HomeTN eCampus FacultyManaging Files for SuccessWhy Get Organized?

8.1. Why Get Organized?

Managing Course Files to Avoid Headaches

Do your course’s managed files appear a bit “unmanaged”? Good file management includes an orderly way to develop module folders and files. In this tutorial, you will find strategies to return “managed” back to Managed Files and keep your course up to date and headache-free.

Why Organize and Streamline Your Course Files?

Using an organized file structure helps to keep the course manageable. When files are structured in a hierarchy of folders, it is easier to know which image, table, or video is the one for a specific course page. Updates and improvements are easier to make and implement. Even experienced developers may have trouble keeping track of course files and which files need updating if they neglect to put them in the correct folders from the beginning. Keeping files organized and updated in folders will resolve this problem and ultimately develops the type, of course, we want our students to experience.

Get Started in Managed Files

What is Managed Files? It is the behind the scene area of the course just for instructors, course developers and admins to organize HTML pages, presentations, images, and other media files. Just as your computer has a collection of folders and individual files. Courses are also arranged in a similar way. Keeping them managed is the challenge.

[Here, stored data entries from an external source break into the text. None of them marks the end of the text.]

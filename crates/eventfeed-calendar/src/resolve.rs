//! Joins occurrences, events, tags and tag groups into [`EventView`]s.
//!
//! Missing relationships never fail the feed: an unresolvable event leaves
//! its dependent fields empty, unresolvable tags are dropped and a tag with
//! no known group is reported with `group: null`.

use std::cmp::Ordering;
use std::collections::HashMap;

use crate::types::{Event, EventView, Occurrence, ResolvedTag, Tag, TagGroup};

/// Title used when an occurrence has no display name.
pub const UNTITLED_EVENT: &str = "Untitled Event";

/// Flatten `occurrences` into views, preserving input order.
pub fn resolve(
    occurrences: &[Occurrence],
    events: &[Event],
    tags: &[Tag],
    tag_groups: &[TagGroup],
) -> Vec<EventView> {
    let events_by_id: HashMap<&str, &Event> = events.iter().map(|e| (e.id.as_str(), e)).collect();
    let tags_by_id: HashMap<&str, &Tag> = tags.iter().map(|t| (t.id.as_str(), t)).collect();
    let group_names = group_index(tags, tag_groups);

    occurrences
        .iter()
        .map(|occurrence| {
            let event = occurrence
                .event_id
                .as_deref()
                .and_then(|id| events_by_id.get(id).copied());
            flatten(occurrence, event, &tags_by_id, &group_names)
        })
        .collect()
}

fn flatten(
    occurrence: &Occurrence,
    event: Option<&Event>,
    tags_by_id: &HashMap<&str, &Tag>,
    group_names: &HashMap<&str, &str>,
) -> EventView {
    let title = occurrence
        .name
        .as_deref()
        .filter(|name| !name.trim().is_empty())
        .unwrap_or(UNTITLED_EVENT)
        .to_string();

    let tags = event
        .map(|e| {
            e.tag_ids
                .iter()
                .filter_map(|id| tags_by_id.get(id.as_str()))
                .map(|tag| ResolvedTag {
                    name: tag.name.clone(),
                    color: tag.color.clone(),
                    group: group_names.get(tag.id.as_str()).map(|g| g.to_string()),
                })
                .collect()
        })
        .unwrap_or_default();

    EventView {
        id: occurrence.id.clone(),
        title,
        start_time: present(&occurrence.published_starts_at, &occurrence.starts_at),
        end_time: present(&occurrence.published_ends_at, &occurrence.ends_at),
        location: occurrence.location.clone(),
        description: event.and_then(|e| e.summary.clone()).unwrap_or_default(),
        image_url: event.and_then(|e| e.image_url.clone()),
        registration_url: event.and_then(|e| e.registration_url.clone()),
        church_center_url: occurrence.church_center_url.clone(),
        tags,
    }
}

/// First non-empty value of `preferred`, then `fallback`.
fn present(preferred: &Option<String>, fallback: &Option<String>) -> Option<String> {
    [preferred, fallback]
        .into_iter()
        .flatten()
        .find(|value| !value.is_empty())
        .cloned()
}

/// Map tag id to owning group name.
///
/// Groups are walked in ascending id order and the first group listing a tag
/// keeps it. Tags listed by no group fall back to their own `tag_group`
/// reference when that group is known.
fn group_index<'a>(tags: &'a [Tag], tag_groups: &'a [TagGroup]) -> HashMap<&'a str, &'a str> {
    let mut ordered: Vec<&TagGroup> = tag_groups.iter().collect();
    ordered.sort_by(|a, b| compare_ids(&a.id, &b.id));

    let mut index: HashMap<&str, &str> = HashMap::new();
    let mut names_by_group: HashMap<&str, &str> = HashMap::new();
    for group in ordered {
        names_by_group
            .entry(group.id.as_str())
            .or_insert(group.name.as_str());
        for tag_id in &group.tag_ids {
            index.entry(tag_id.as_str()).or_insert(group.name.as_str());
        }
    }

    for tag in tags {
        let Some(group_id) = tag.group_id.as_deref() else {
            continue;
        };
        if let Some(name) = names_by_group.get(group_id) {
            index.entry(tag.id.as_str()).or_insert(*name);
        }
    }

    index
}

/// Numeric order when both ids are integers, lexicographic otherwise.
fn compare_ids(a: &str, b: &str) -> Ordering {
    match (a.parse::<u64>(), b.parse::<u64>()) {
        (Ok(x), Ok(y)) => x.cmp(&y).then_with(|| a.cmp(b)),
        _ => a.cmp(b),
    }
}

#[cfg(test)]
mod tests {
    use super::*;

    fn occurrence(id: &str, name: &str, event_id: &str) -> Occurrence {
        Occurrence {
            id: id.into(),
            name: Some(name.into()),
            starts_at: Some("2026-01-14T18:00:00Z".into()),
            event_id: Some(event_id.into()),
            ..Default::default()
        }
    }

    fn event(id: &str, summary: &str, tag_ids: &[&str]) -> Event {
        Event {
            id: id.into(),
            summary: Some(summary.into()),
            image_url: Some(format!("https://img.example/{}.png", id)),
            registration_url: Some(format!("https://register.example/{}", id)),
            tag_ids: tag_ids.iter().map(|t| t.to_string()).collect(),
        }
    }

    fn tag(id: &str, name: &str, color: &str) -> Tag {
        Tag {
            id: id.into(),
            name: name.into(),
            color: Some(color.into()),
            group_id: None,
        }
    }

    fn group(id: &str, name: &str, tag_ids: &[&str]) -> TagGroup {
        TagGroup {
            id: id.into(),
            name: name.into(),
            tag_ids: tag_ids.iter().map(|t| t.to_string()).collect(),
        }
    }

    #[test]
    fn test_untitled_occurrence_with_ungrouped_tag() {
        let views = resolve(
            &[occurrence("occ1", "", "ev1")],
            &[Event {
                id: "ev1".into(),
                summary: Some("desc".into()),
                tag_ids: vec!["tg1".into()],
                ..Default::default()
            }],
            &[tag("tg1", "Youth", "#fff")],
            &[],
        );

        assert_eq!(views.len(), 1);
        let view = &views[0];
        assert_eq!(view.id, "occ1");
        assert_eq!(view.title, UNTITLED_EVENT);
        assert_eq!(view.start_time.as_deref(), Some("2026-01-14T18:00:00Z"));
        assert_eq!(view.end_time, None);
        assert_eq!(view.description, "desc");
        assert_eq!(
            view.tags,
            vec![ResolvedTag {
                name: "Youth".into(),
                color: Some("#fff".into()),
                group: None,
            }]
        );
    }

    #[test]
    fn test_missing_parent_event_keeps_occurrence_fields() {
        let mut occ = occurrence("occ2", "Prayer Breakfast", "gone");
        occ.ends_at = Some("2026-01-15T09:00:00Z".into());
        occ.location = Some("Cafe".into());

        let views = resolve(&[occ], &[event("ev1", "other", &["tg1"])], &[], &[]);

        let view = &views[0];
        assert_eq!(view.title, "Prayer Breakfast");
        assert_eq!(view.start_time.as_deref(), Some("2026-01-14T18:00:00Z"));
        assert_eq!(view.end_time.as_deref(), Some("2026-01-15T09:00:00Z"));
        assert_eq!(view.location.as_deref(), Some("Cafe"));
        assert_eq!(view.description, "");
        assert_eq!(view.image_url, None);
        assert_eq!(view.registration_url, None);
        assert!(view.tags.is_empty());
    }

    #[test]
    fn test_occurrence_without_event_reference() {
        let occ = Occurrence {
            id: "occ3".into(),
            ..Default::default()
        };
        let views = resolve(&[occ], &[], &[], &[]);
        assert_eq!(views[0].title, UNTITLED_EVENT);
        assert_eq!(views[0].start_time, None);
    }

    #[test]
    fn test_published_times_take_precedence() {
        let mut occ = occurrence("occ1", "Concert", "ev1");
        occ.ends_at = Some("2026-01-14T20:00:00Z".into());
        occ.published_starts_at = Some("2026-01-14T18:30:00Z".into());
        occ.published_ends_at = Some(String::new());

        let views = resolve(&[occ], &[], &[], &[]);

        assert_eq!(views[0].start_time.as_deref(), Some("2026-01-14T18:30:00Z"));
        assert_eq!(views[0].end_time.as_deref(), Some("2026-01-14T20:00:00Z"));
    }

    #[test]
    fn test_unknown_tags_dropped_and_groups_resolved() {
        let views = resolve(
            &[occurrence("occ1", "Camp", "ev1")],
            &[event("ev1", "Summer camp", &["tg1", "missing", "tg2"])],
            &[tag("tg1", "Youth", "#fff"), tag("tg2", "Outdoors", "#0f0")],
            &[group("10", "Ministries", &["tg1"])],
        );

        let tags = &views[0].tags;
        assert_eq!(tags.len(), 2);
        assert_eq!(tags[0].name, "Youth");
        assert_eq!(tags[0].group.as_deref(), Some("Ministries"));
        assert_eq!(tags[1].name, "Outdoors");
        assert_eq!(tags[1].color.as_deref(), Some("#0f0"));
        assert_eq!(tags[1].group, None);
    }

    #[test]
    fn test_tag_in_several_groups_uses_lowest_group_id() {
        let groups = [
            group("20", "Campus", &["tg1"]),
            group("3", "Audience", &["tg1"]),
            group("100", "Ministries", &["tg1"]),
        ];
        let views = resolve(
            &[occurrence("occ1", "Night", "ev1")],
            &[event("ev1", "", &["tg1"])],
            &[tag("tg1", "Youth", "#fff")],
            &groups,
        );

        assert_eq!(views[0].tags[0].group.as_deref(), Some("Audience"));

        let mut reversed = groups.to_vec();
        reversed.reverse();
        let again = resolve(
            &[occurrence("occ1", "Night", "ev1")],
            &[event("ev1", "", &["tg1"])],
            &[tag("tg1", "Youth", "#fff")],
            &reversed,
        );
        assert_eq!(again, views);
    }

    #[test]
    fn test_tag_back_reference_used_when_unlisted() {
        let mut kids = tag("tg5", "Kids", "#00f");
        kids.group_id = Some("7".into());

        let views = resolve(
            &[occurrence("occ1", "Story Time", "ev1")],
            &[event("ev1", "", &["tg5"])],
            &[kids],
            &[group("7", "Audience", &[])],
        );

        assert_eq!(views[0].tags[0].group.as_deref(), Some("Audience"));
    }

    #[test]
    fn test_output_preserves_input_order() {
        let mut late = occurrence("late", "Late", "ev1");
        late.starts_at = Some("2026-03-01T00:00:00Z".into());
        let early = occurrence("early", "Early", "ev1");

        let views = resolve(&[late, early], &[event("ev1", "", &[])], &[], &[]);

        let ids: Vec<&str> = views.iter().map(|v| v.id.as_str()).collect();
        assert_eq!(ids, vec!["late", "early"]);
    }

    #[test]
    fn test_compare_ids() {
        assert_eq!(compare_ids("9", "10"), Ordering::Less);
        assert_eq!(compare_ids("abc", "abd"), Ordering::Less);
        assert_eq!(compare_ids("10", "10"), Ordering::Equal);
    }
}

Open Course Admin from the NavBar and choose Managed Files to review course contents.

The course's folder tree is on the left. Choosing a folder expands the contents on the right, which may include subfolders.  Standard course folders, such as Developer Information and Getting Started are typically followed by module folders from 1 to the maximum number of modules in the course. Each module typically has subfolders for Images, Media, and other necessary folders to group like items. It is recommended to use a consistent folder hierarchy to organize each of the modules. In this example, Module 01 is highlighted. Notice, the list of subfolders with the remaining course pages of the module “nested” within the module folder.

Each of the column headings (Name, Size, and Type) are sortable. Sort by Name and scroll through the list in the right side of the window. Selecting root folder (/content/enforced/________) will display all of the unassigned files not included in a folder. Choosing each folder will display the list of assigned files and subfolders.

An average course may have hundreds of files. This example has 2 tables and 3 logo files in the base folder of the course. File names are usually generated on the spot, leading to examples like Table and Table 2. To resolve this problem, files in the base folder will have to be tracked back to the course page to determine which is which and if the file is in use and can be safely removed.

Look for files that should be associated with a module or course folder. Notice this example has presentations and videos from different modules. Each presentation should be stored in a module folder. Additionally, this type of file would typically be assigned to a media subfolder within the module folder.

For example, the Chapter 10PPT.pptx would be assigned to the Module 10 folder with a M10 Presentation subfolder. To move the file, select the menu and choose Cut. (Copy will leave an extra copy in the old location.) Open the new folder location and choose Paste. Before you try a moving file, also check out the tutorial Course Files and Broken Links same frame unless you are already experienced with developing and correcting file links.

*Please note, the toolbar shown here (Cut, Copy, Trash, etc.) is not visible until files are selected and remains at the top of the window. Scroll to the top after selecting files to see the tools.

Remember, files stored in the correct and logical folder will make future reviews, edits, and updates much simpler. Students will also have a smoother experience without encountering mismatched files and content that may need last minute corrections.